Have you ever heard of the signs in boarding house windows of yore that read "No Blacks, No Dogs, No Irish"?
If you're the child of immigrants with an obviously foreign surname that announces you're from a specific, despised immigrant group, or your skin colour isn't what might be called traditionally Anglo Saxon, you tend to have less sanguine ideas about your chances or your children's chances of non academic forms of intelligence getting them ahead in the UK.
The idea that you'll find your place and do ok is one that comes from a place of privilege, both class-based and educational.
There are lots of people who are ready and willing to tell you what your place is and keep you firmly in it if you're not what they consider a traditionally British person.
My friends who arrived in the UK in the 80s and had children in the 90s and beyond didn't find things had changed all that much from the era of the boarding house signs.
The RC community in NI, which found itself discriminated against in significant ways, responded by focusing on education and sending children to university.
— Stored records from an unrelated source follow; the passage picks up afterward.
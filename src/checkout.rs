use std::{error::Error, fmt::Debug};

use actix_web::{http::StatusCode, HttpResponse, ResponseError};
use secrecy::SecretString;
use serde::{Deserialize, Serialize};
use thiserror::Error;

use crate::{
    db_interaction::{Store, StoreError},
    domain::{customer_name::CustomerName, payment_amount::PaymentAmount},
    models::{NewCustomer, NewOrder, NewTransaction, NewUser, OrderStatus, TransactionStatus},
    password::hash_password,
    payment_gateway::{ChargeError, PaymentGateway},
    utils::error_fmt_chain
};

// Fields posted by the payment page once the card has been collected
#[derive(Deserialize, Debug)]
#[serde(rename_all = "kebab-case")]
pub struct CheckoutForm{
    pub cardholder_name: String,
    pub cardholder_email: String,
    pub payment_intent: String,
    pub payment_method: String,
    pub payment_amount: String,
    pub payment_currency: String,
    pub widget_id: i32,
    pub first_name: Option<String>,
    pub last_name: Option<String>,
    // When present an account is created alongside the customer
    pub account_password: Option<SecretString>
}

// Display values for the confirmation page, echoed exactly as submitted
#[derive(Serialize, Deserialize, Debug, Clone, PartialEq)]
pub struct Receipt{
    pub cardholder: String,
    pub email: String,
    pub payment_intent: String,
    pub payment_method: String,
    pub payment_amount: String,
    pub payment_currency: String
}

impl From<&CheckoutForm> for Receipt {
    fn from(form: &CheckoutForm) -> Self {
        Self{
            cardholder: form.cardholder_name.clone(),
            email: form.cardholder_email.clone(),
            payment_intent: form.payment_intent.clone(),
            payment_method: form.payment_method.clone(),
            payment_amount: form.payment_amount.clone(),
            payment_currency: form.payment_currency.clone()
        }
    }
}

#[derive(Debug, Clone, PartialEq)]
pub struct CompletedCheckout{
    pub receipt: Receipt,
    pub transaction_id: i32,
    pub customer_id: i32,
    pub order_id: i32,
    pub user_id: Option<i32>
}

#[derive(Error)]
pub enum CheckoutError{
    #[error("{0}")]
    InvalidInput(String),
    #[error("{}", .0.user_message())]
    Declined(#[source] ChargeError),
    #[error("Payment processor is unavailable, your card was not charged")]
    ProcessorUnavailable(#[source] ChargeError),
    #[error("Failed to look up card details")]
    CardDetails(#[source] ChargeError),
    #[error("Failed to record the payment")]
    PersistenceError(#[from] StoreError),
    #[error("Unexpected error occured")]
    UnexpectedError(#[source] anyhow::Error)
}

impl Debug for CheckoutError {
    fn fmt(&self, f: &mut std::fmt::Formatter<'_>) -> std::fmt::Result {
        write!(f, "{}", self)?;
        error_fmt_chain(f, &self.source())
    }
}

impl ResponseError for CheckoutError {
    fn status_code(&self) -> StatusCode {
        match self {
            CheckoutError::InvalidInput(_) => StatusCode::BAD_REQUEST,
            CheckoutError::Declined(_) => StatusCode::PAYMENT_REQUIRED,
            CheckoutError::ProcessorUnavailable(_) | CheckoutError::CardDetails(_) => StatusCode::BAD_GATEWAY,
            CheckoutError::PersistenceError(_) | CheckoutError::UnexpectedError(_) => StatusCode::INTERNAL_SERVER_ERROR
        }
    }

    fn error_response(&self) -> HttpResponse<actix_web::body::BoxBody> {
        HttpResponse::build(self.status_code()).body(format!("{}", self))
    }
}

// Charge, then record transaction, customer, order and optionally user.
// Every insert commits on its own and nothing is compensated when a later
// step fails, so a successful charge can end up without an order.
#[derive(Clone)]
pub struct CheckoutWorkflow{
    store: Store,
    gateway: PaymentGateway,
    default_currency: String
}

impl CheckoutWorkflow {
    pub fn new(store: Store, gateway: PaymentGateway, default_currency: String) -> Self {
        Self{ store, gateway, default_currency }
    }

    #[tracing::instrument(
        "Running checkout",
        skip(self, form),
        fields(
            payment_intent = %form.payment_intent,
            widget_id = form.widget_id
        )
    )]
    pub async fn execute(&self, form: CheckoutForm) -> Result<CompletedCheckout, CheckoutError> {
        let amount = PaymentAmount::parse(&form.payment_amount)
                        .map_err(|e| {
                            tracing::warn!("Rejected checkout input: {}", e);
                            CheckoutError::InvalidInput(e)
                        })?;

        let currency = match form.payment_currency.trim() {
            "" => self.default_currency.clone(),
            c => c.to_string()
        };

        let intent = self.gateway.charge(&currency, amount)
                        .await
                        .map_err(|e| match e {
                            ChargeError::Rejected(_) => {
                                tracing::warn!("Charge declined: {:?}", e);
                                CheckoutError::Declined(e)
                            },
                            _ => {
                                tracing::error!("Charge did not reach a decision: {:?}", e);
                                CheckoutError::ProcessorUnavailable(e)
                            }
                        })?;

        let payment_method = self.gateway.retrieve_payment_method(&form.payment_method)
                        .await
                        .map_err(|e| {
                            tracing::error!("Card lookup failed after charge {}: {:?}", intent.id, e);
                            CheckoutError::CardDetails(e)
                        })?;

        let (last_four, expiry_month, expiry_year) = match payment_method.card {
            Some(card) => (card.last4, card.exp_month, card.exp_year),
            None => (String::new(), 0, 0)
        };

        let transaction_id = self.store.insert_transaction(NewTransaction{
            amount: amount.inner(),
            currency: currency.clone(),
            last_four,
            bank_return_code: intent.bank_return_code().to_string(),
            status: TransactionStatus::Cleared,
            expiry_month,
            expiry_year
        })
        .await?;

        let name = CustomerName::resolve(
            form.first_name.as_deref(),
            form.last_name.as_deref(),
            &form.cardholder_name
        );

        let customer_id = self.store.insert_customer(NewCustomer{
            first_name: name.first_name.clone(),
            last_name: name.last_name.clone(),
            email: form.cardholder_email.clone()
        })
        .await?;

        let order_id = self.store.insert_order(NewOrder{
            widget_id: form.widget_id,
            transaction_id,
            customer_id,
            status: OrderStatus::Cleared,
            quantity: 1,
            amount: amount.inner()
        })
        .await?;

        let receipt = Receipt::from(&form);

        let user_id = match form.account_password {
            Some(password) => {
                let password_hash = hash_password(password)
                                        .await
                                        .map_err(CheckoutError::UnexpectedError)?;

                // The order is already recorded, an existing account is kept as is
                match self.store.insert_user(NewUser{
                    first_name: name.first_name,
                    last_name: name.last_name,
                    email: form.cardholder_email,
                    password_hash
                })
                .await {
                    Ok(user_id) => Some(user_id),
                    Err(e) if e.is_unique_violation() => {
                        tracing::warn!("Account for this email already exists, not creating another");
                        None
                    },
                    Err(e) => return Err(e.into())
                }
            },
            None => None
        };

        tracing::info!(transaction_id, customer_id, order_id, "Checkout recorded");

        Ok(CompletedCheckout{
            receipt,
            transaction_id,
            customer_id,
            order_id,
            user_id
        })
    }
}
Even today, working glass protestant boys have the lowest level of academic attainment in NI. It is simply not possible that these boys all have a different form of non-academic intelligence. The culture of a community matters, and its level of engagement with the education system too.
The idea that there are separate forms of intelligence only feeds the very quaint notion that the power elite of the UK have a God-given right to be where they are and do what they do by dint of their special academic intelligence. Regardless of how often it's claimed that all the different forms of intelligence are equal, the fact remains that certain forms seem to result in being funneled into certain schools and universities and on to certain careers.
They happen to be the careers where capital and power are concentrated. You don't have to be an immigrant to be concerned about the almost complete exclusion of people from backgrounds outside of the traditional prep-public/ grammar/ independent-route into law, finance, medicine, and the upper echelons of politics. As seen here, it's something that has gone unnoticed, but it's the 800lb gorilla in the room.
There are very few people who are so thick that they couldn't do well academically if pushed and encouraged and properly taught. Giving up on children shouldn't be an option. It happens across the board in English schools, beginning with setting in primary schools.
I am saying that unless you occupy a place of considerable privilege in the UK, you should be actively focusing your child's attention on their academic performance and doing whatever it takes to keep your child from becoming one of the huge number of academic casualties the system as currently constituted is designed to create.